Immune, first analysis of the code: well, but beware of the privacy slip


Following the release of the Immuni app source code, we compiled the app on O.S. Android. However, after the setting phase (permits, province of residence, information) the app does not activate (since the use of the Apple and Google API is reserved for government entities and approved devs).

So we have analyzed the code, paying particular attention to the app’s external communications, the data it requires and how the OTP will work; given that as already mentioned by some, for now we only have the app code, but not the server and backend codes used to validate the codes (which will be managed by the Ministry of Health).

A first judgment on the Immuni app code

It must be said that this article requires a preliminary knowledge of the functioning of the Google and Apple APIs, which we have already extensively talked about first here and then here.
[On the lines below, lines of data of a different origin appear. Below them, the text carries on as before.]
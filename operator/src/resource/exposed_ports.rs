//! One load balancer service shared by every dogu that exposes ports to the outside.
//!
//! Each dogu owns the ports named `<dogu>-<host port>` in the service. Updates replace a dogu's
//! ports without touching the ports of other dogus. Concurrent writers are detected by the
//! resource version check of the api server and surface as conflicts.
use std::sync::Arc;

use k8s_openapi::{
    api::core::v1::{Service, ServicePort, ServiceSpec},
    apimachinery::pkg::util::intstr::IntOrString,
};
use kube::{core::ObjectMeta, Api, Client};
use tracing::{debug, info};

use crate::{
    dogu::DoguDescriptor,
    labels::{ces_labels, selector_labels},
    registry::TcpUdpExposer,
    resource::netpol::INGRESS_CONTROLLER,
    utils::{create, delete_if_exists, replace_existing},
    Result,
};

/// Name of the shared load balancer service.
pub const LOADBALANCER_NAME: &str = "ces-loadbalancer";

/// Reports whether a port of the shared service belongs to the dogu.
pub fn is_dogu_port(port_name: &str, dogu: &str) -> bool {
    port_name
        .strip_prefix(dogu)
        .and_then(|rest| rest.strip_prefix('-'))
        .map(|host| !host.is_empty() && host.chars().all(|c| c.is_ascii_digit()))
        .unwrap_or(false)
}

/// Ports of the shared service for the exposed ports of the dogu.
pub fn dogu_ports(descriptor: &DoguDescriptor) -> Vec<ServicePort> {
    let dogu = descriptor.simple_name();
    descriptor
        .exposed_ports
        .iter()
        .map(|port| ServicePort {
            name: Some(format!("{dogu}-{}", port.host)),
            port: port.host,
            target_port: Some(IntOrString::Int(port.host)),
            protocol: Some(port.protocol()),
            ..Default::default()
        })
        .collect()
}

fn without_dogu_ports(ports: Vec<ServicePort>, dogu: &str) -> Vec<ServicePort> {
    ports
        .into_iter()
        .filter(|port| !is_dogu_port(port.name.as_deref().unwrap_or_default(), dogu))
        .collect()
}

fn ports_of(service: &Service) -> Vec<ServicePort> {
    service
        .spec
        .as_ref()
        .and_then(|spec| spec.ports.clone())
        .unwrap_or_default()
}

fn loadbalancer(namespace: &str, ports: Vec<ServicePort>) -> Service {
    Service {
        metadata: ObjectMeta {
            name: Some(LOADBALANCER_NAME.to_owned()),
            namespace: Some(namespace.to_owned()),
            labels: Some(ces_labels()),
            ..Default::default()
        },
        spec: Some(ServiceSpec {
            type_: Some("LoadBalancer".to_owned()),
            ip_family_policy: Some("SingleStack".to_owned()),
            ip_families: Some(vec!["IPv4".to_owned()]),
            selector: Some(selector_labels(INGRESS_CONTROLLER)),
            ports: Some(ports),
            ..Default::default()
        }),
        ..Default::default()
    }
}

/// Maintains the exposed ports of dogus in the shared load balancer service.
pub struct DoguExposedPortHandler {
    services: Api<Service>,
    namespace: String,
    exposer: Arc<dyn TcpUdpExposer>,
}

impl DoguExposedPortHandler {
    /// Create a handler for the namespace.
    pub fn new(client: Client, namespace: &str, exposer: Arc<dyn TcpUdpExposer>) -> Self {
        Self {
            services: Api::namespaced(client, namespace),
            namespace: namespace.to_owned(),
            exposer,
        }
    }

    /// Add or refresh the ports of the dogu in the shared service and register them with the
    /// exposer. Does nothing when the dogu exposes no ports.
    pub async fn create_or_update_ces_loadbalancer_service(
        &self,
        descriptor: &DoguDescriptor,
    ) -> Result<Service> {
        if descriptor.exposed_ports.is_empty() {
            return Ok(Service::default());
        }
        let dogu = descriptor.simple_name();
        let service = match self.services.get_opt(LOADBALANCER_NAME).await? {
            None => {
                info!(%dogu, "creating shared load balancer service");
                create(
                    &self.services,
                    &loadbalancer(&self.namespace, dogu_ports(descriptor)),
                )
                .await?
            }
            Some(existing) => {
                let mut ports = without_dogu_ports(ports_of(&existing), dogu);
                ports.extend(dogu_ports(descriptor));
                let mut updated = existing.clone();
                updated.spec.get_or_insert_with(Default::default).ports = Some(ports);
                debug!(%dogu, "updating ports of shared load balancer service");
                replace_existing(&self.services, &existing, updated).await?
            }
        };
        self.exposer
            .expose_or_update_dogu_services(&self.namespace, descriptor)
            .await?;
        Ok(service)
    }

    /// Remove the ports of the dogu from the exposer and the shared service. The service is
    /// deleted once it has no ports left.
    pub async fn remove_exposed_ports(&self, descriptor: &DoguDescriptor) -> Result<()> {
        self.exposer
            .delete_dogu_services(&self.namespace, descriptor)
            .await?;
        let Some(existing) = self.services.get_opt(LOADBALANCER_NAME).await? else {
            return Ok(());
        };
        let dogu = descriptor.simple_name();
        let ports = without_dogu_ports(ports_of(&existing), dogu);
        if ports.is_empty() {
            info!(%dogu, "deleting shared load balancer service without ports");
            delete_if_exists(&self.services, LOADBALANCER_NAME).await?;
        } else {
            let mut updated = existing.clone();
            updated.spec.get_or_insert_with(Default::default).ports = Some(ports);
            replace_existing(&self.services, &existing, updated).await?;
        }
        Ok(())
    }
}

#[cfg(test)]
mod tests {
    use super::*;
    use crate::{
        registry::MockTcpUdpExposer,
        utils::test::{mock_client, timeout_after_1s},
        Error,
    };

    const PATH: &str = "/api/v1/namespaces/ecosystem/services/ces-loadbalancer";

    fn exposer(exposes: usize, deletes: usize) -> Arc<MockTcpUdpExposer> {
        let mut exposer = MockTcpUdpExposer::new();
        exposer
            .expect_expose_or_update_dogu_services()
            .times(exposes)
            .returning(|namespace, _| {
                assert_eq!(namespace, "ecosystem");
                Ok(())
            });
        exposer
            .expect_delete_dogu_services()
            .times(deletes)
            .returning(|_, _| Ok(()));
        Arc::new(exposer)
    }

    fn handler(client: Client, exposer: Arc<MockTcpUdpExposer>) -> DoguExposedPortHandler {
        DoguExposedPortHandler::new(client, "ecosystem", exposer)
    }

    fn port_names(value: &serde_json::Value) -> Vec<String> {
        value["spec"]["ports"]
            .as_array()
            .expect("ports should be a list")
            .iter()
            .map(|port| port["name"].as_str().unwrap_or_default().to_owned())
            .collect()
    }

    fn shared_service(ports: &[(&str, i32)]) -> Service {
        let ports = ports
            .iter()
            .map(|(name, port)| ServicePort {
                name: Some(name.to_string()),
                port: *port,
                target_port: Some(IntOrString::Int(*port)),
                protocol: Some("TCP".to_owned()),
                ..Default::default()
            })
            .collect();
        let mut service = loadbalancer("ecosystem", ports);
        service.metadata.resource_version = Some("7".to_owned());
        service
    }

    #[test]
    fn matches_only_prefixed_numeric_ports() {
        assert!(is_dogu_port("nginx-80", "nginx"));
        assert!(!is_dogu_port("nginx-ingress-80", "nginx"));
        assert!(!is_dogu_port("scm-2222", "nginx"));
        assert!(!is_dogu_port("nginx-", "nginx"));
        assert!(!is_dogu_port("nginx80", "nginx"));
    }

    #[tokio::test]
    async fn no_exposed_ports_is_a_noop() {
        let (client, _server) = mock_client();
        let service = handler(client, exposer(0, 0))
            .create_or_update_ces_loadbalancer_service(&DoguDescriptor::test_minimal("cas"))
            .await
            .unwrap();
        assert_eq!(service, Service::default());
    }

    #[tokio::test]
    async fn creates_shared_service() {
        let (client, mut server) = mock_client();
        let mocksrv = tokio::spawn(async move {
            server.respond_not_found().await.assert("GET", PATH);
            let created = server.respond_echo().await;
            created.assert("POST", "/api/v1/namespaces/ecosystem/services");
            assert_eq!(
                created.body["spec"],
                serde_json::json!({
                    "type": "LoadBalancer",
                    "ipFamilyPolicy": "SingleStack",
                    "ipFamilies": ["IPv4"],
                    "selector": {"dogu.name": "nginx-ingress"},
                    "ports": [
                        {"name": "ldap-2222", "port": 2222, "targetPort": 2222, "protocol": "TCP"}
                    ]
                })
            );
        });
        handler(client, exposer(1, 0))
            .create_or_update_ces_loadbalancer_service(&DoguDescriptor::test_ldap())
            .await
            .unwrap();
        timeout_after_1s(mocksrv).await;
    }

    #[tokio::test]
    async fn merges_removes_and_deletes_port_slices() {
        let (client, mut server) = mock_client();
        let mocksrv = tokio::spawn(async move {
            server.respond_with(&shared_service(&[("scm-2222", 2222)])).await;
            let merged = server.respond_echo().await;
            merged.assert("PUT", PATH);
            assert_eq!(merged.body["metadata"]["resourceVersion"], "7");
            assert_eq!(
                port_names(&merged.body),
                vec!["scm-2222", "nginx-80", "nginx-443"]
            );

            server.respond_with(&merged.body).await;
            let removed = server.respond_echo().await;
            removed.assert("PUT", PATH);
            assert_eq!(port_names(&removed.body), vec!["nginx-80", "nginx-443"]);

            server.respond_with(&removed.body).await;
            server
                .respond_with(&removed.body)
                .await
                .assert("DELETE", PATH);
        });
        let nginx = DoguDescriptor::test_with_ports("nginx", &[80, 443]);
        let scm = DoguDescriptor::test_with_ports("scm", &[2222]);
        let handler = handler(client, exposer(1, 2));
        handler
            .create_or_update_ces_loadbalancer_service(&nginx)
            .await
            .unwrap();
        handler.remove_exposed_ports(&scm).await.unwrap();
        handler.remove_exposed_ports(&nginx).await.unwrap();
        timeout_after_1s(mocksrv).await;
    }

    #[tokio::test]
    async fn removing_from_missing_service_succeeds() {
        let (client, mut server) = mock_client();
        let mocksrv = tokio::spawn(async move {
            server.respond_not_found().await.assert("GET", PATH);
        });
        handler(client, exposer(0, 1))
            .remove_exposed_ports(&DoguDescriptor::test_ldap())
            .await
            .unwrap();
        timeout_after_1s(mocksrv).await;
    }

    #[tokio::test]
    async fn conflicting_update_surfaces() {
        let (client, mut server) = mock_client();
        let mocksrv = tokio::spawn(async move {
            server.respond_with(&shared_service(&[("scm-2222", 2222)])).await;
            server.respond_conflict().await.assert("PUT", PATH);
        });
        let err = handler(client, exposer(0, 0))
            .create_or_update_ces_loadbalancer_service(&DoguDescriptor::test_ldap())
            .await
            .unwrap_err();
        assert!(matches!(err, Error::Kube { .. }));
        timeout_after_1s(mocksrv).await;
    }
}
Our analysis is embedded in a path that has accompanied the reader towards an in-depth knowledge of the real functioning of the tracking apps, with an eye turned to the protection of personal data and the impact that the app may have on the rights and freedoms of person.

It cannot be denied that, from an initial analysis, the software appears well made, clear, well layered and also very full-bodied. After all, Bending Spoons is not the latest addition, on the contrary, it is among the leaders in the mobile app sector.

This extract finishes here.